Tundra Space

Tundra Space

Clinical Research Directory

Browse clinical research sites, groups, and studies.

Back to Studies
ACTIVE NOT RECRUITING
NCT06250374
NA

Assessment of the Cerebral Perfusion During the Period of Deep Hypothermia at 18°C in Patient Undergoing Pulmonary Endarterectomy Surgery.
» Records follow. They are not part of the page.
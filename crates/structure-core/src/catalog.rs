//! Item type catalog.
//!
//! Every asset, module and structure hull refers to an [`ItemType`] by id.
//! The catalog is built once per poll from ESI type/group/category data and
//! shared read-only by everything derived from it.

use std::collections::HashMap;
use std::sync::Arc;

use serde::{Deserialize, Serialize};

use crate::error::{CoreError, Result};

/// Dogma attribute: fuel blocks consumed per hour by a service module.
pub const ATTR_SERVICE_FUEL_PER_HOUR: u32 = 2109;

/// Dogma attribute: number of fighters in a squadron.
pub const ATTR_FIGHTER_SQUADRON_SIZE: u32 = 2215;

/// Immutable metadata for one item type.
#[derive(Debug, Clone, PartialEq, Serialize, Deserialize)]
pub struct ItemType {
    /// The type id.
    pub type_id: i32,
    /// Display name.
    pub name: String,
    /// Group the type belongs to.
    pub group_id: i32,
    /// Name of the group.
    pub group_name: String,
    /// Category the group belongs to.
    pub category_id: i32,
    /// Name of the category.
    pub category_name: String,
    /// Volume when packaged, in m3.
    pub packaged_volume: f64,
    /// Cargo capacity, in m3.
    pub capacity: f64,
    /// Dogma attribute values keyed by attribute id.
    #[serde(default)]
    pub attributes: HashMap<u32, f64>,
}

impl ItemType {
    /// Creates a type with no group, category or attributes.
    #[must_use]
    pub fn new(type_id: i32, name: impl Into<String>) -> Self {
        Self {
            type_id,
            name: name.into(),
            group_id: 0,
            group_name: String::new(),
            category_id: 0,
            category_name: String::new(),
            packaged_volume: 0.0,
            capacity: 0.0,
            attributes: HashMap::new(),
        }
    }

    /// Sets the group.
    #[must_use]
    pub fn with_group(mut self, group_id: i32, group_name: impl Into<String>) -> Self {
        self.group_id = group_id;
        self.group_name = group_name.into();
        self
    }

    /// Sets the category.
    #[must_use]
    pub fn with_category(mut self, category_id: i32, category_name: impl Into<String>) -> Self {
        self.category_id = category_id;
        self.category_name = category_name.into();
        self
    }

    /// Sets the packaged volume.
    #[must_use]
    pub const fn with_packaged_volume(mut self, volume: f64) -> Self {
        self.packaged_volume = volume;
        self
    }

    /// Sets the capacity.
    #[must_use]
    pub const fn with_capacity(mut self, capacity: f64) -> Self {
        self.capacity = capacity;
        self
    }

    /// Adds a dogma attribute value.
    #[must_use]
    pub fn with_attribute(mut self, attribute_id: u32, value: f64) -> Self {
        self.attributes.insert(attribute_id, value);
        self
    }

    /// Returns a dogma attribute value.
    #[must_use]
    pub fn attribute(&self, attribute_id: u32) -> Option<f64> {
        self.attributes.get(&attribute_id).copied()
    }
}

impl std::fmt::Display for ItemType {
    fn fmt(&self, f: &mut std::fmt::Formatter<'_>) -> std::fmt::Result {
        write!(f, "{} - ({})", self.name, self.type_id)
    }
}

/// Lookup of item types by id.
#[derive(Debug, Clone, Default)]
pub struct TypeCatalog {
    types: HashMap<i32, Arc<ItemType>>,
}

impl TypeCatalog {
    /// Creates an empty catalog.
    #[must_use]
    pub fn new() -> Self {
        Self::default()
    }

    /// Inserts a type, replacing any previous entry with the same id.
    pub fn insert(&mut self, item_type: ItemType) -> Arc<ItemType> {
        let item_type = Arc::new(item_type);
        self.types.insert(item_type.type_id, Arc::clone(&item_type));
        item_type
    }

    /// Returns the type with the given id.
    #[must_use]
    pub fn get(&self, type_id: i32) -> Option<&Arc<ItemType>> {
        self.types.get(&type_id)
    }

    /// Returns the type with the given id or an `UnknownType` error.
    pub fn require(&self, type_id: i32) -> Result<Arc<ItemType>> {
        self.types
            .get(&type_id)
            .cloned()
            .ok_or(CoreError::UnknownType { type_id })
    }

    /// Finds a type by exact name.
    #[must_use]
    pub fn find_by_name(&self, name: &str) -> Option<&Arc<ItemType>> {
        self.types.values().find(|t| t.name == name)
    }

    /// Returns true if the catalog has an entry for the id.
    #[must_use]
    pub fn contains(&self, type_id: i32) -> bool {
        self.types.contains_key(&type_id)
    }

    /// Number of types in the catalog.
    #[must_use]
    pub fn len(&self) -> usize {
        self.types.len()
    }

    /// Returns true if the catalog is empty.
    #[must_use]
    pub fn is_empty(&self) -> bool {
        self.types.is_empty()
    }

    /// Iterates over all types in no particular order.
    pub fn iter(&self) -> impl Iterator<Item = &Arc<ItemType>> {
        self.types.values()
    }
}

impl FromIterator<ItemType> for TypeCatalog {
    fn from_iter<I: IntoIterator<Item = ItemType>>(iter: I) -> Self {
        let mut catalog = Self::new();
        for item_type in iter {
            catalog.insert(item_type);
        }
        catalog
    }
}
Sponsor: Fondation Hôpital Saint-Joseph

View on ClinicalTrials.gov

Summary

Cardiopulmonary bypass (CPB) surgery present risk of acute postoperative neurological complications. These complications are most often postoperative cognitive dysfunction (confusion, cognitive disorders, executive disorders) with a prevalence of up to 40% at 5 years, and ischemic (stroke) with an incidence of between 0.4 and 14%. The causes are usually multifactorial, but altered cerebral perfusion during CPB surgery is an important prognostic factor. Data regarding the effect of deep hypothermia on cerebral perfusion during CPB in adult are scarce. Currently, aortic arch replacement following aortic dissection or aneurysm, and pulmonary artery endarterectomy (PAE) in the treatment of pulmonary hypertension of post embolic origin are performed under deep hypothermia. In this latter indication, the need to obtain a completely bloodless operating field necessitates complete circulatory arrest during short period of time to enable the surgeon to optimally remove the clot materials located into the pulmonary arteries. To protect the brain and avoid irreversible brain injury during circulatory arrest(s), body temperature is lowered at 18-20°C. Deep hypothermia can lead to significant arterial vasoconstriction, which can reduce the blood supply to the brai. It also increases the solubility of CO2 in the blood, leading to respiratory alkalosis, which can also lead to vasoconstriction of cerebral vessels, increasing the risk of ischemic lesions. In adult there is no consistent data on the cerebral perfusion during PAE surgery under deep hypothermia at 18-20°C. Animal studies showed that cerebral regulation seems to be preserved under these conditions. A better understanding of the effect of deep hypothermia on cerebral perfusion during PAE surgery is essential to adapt our management to limit the occurrence of postoperative neurological complications.

Key Details

Gender

All

Age Range

18 Years - Any

Study Type

INTERVENTIONAL

Enrollment

45

Start Date

2023-08-24

Completion Date

2025-05-24

Last Updated

2025-03-13

Healthy Volunteers

No

Interventions

PROCEDURE

Bilateral trans-cranial Doppler ultrasound

Velocity measurements in the middle cerebral artery are made using an ultrasound probe applied to the patient's temple during surgery.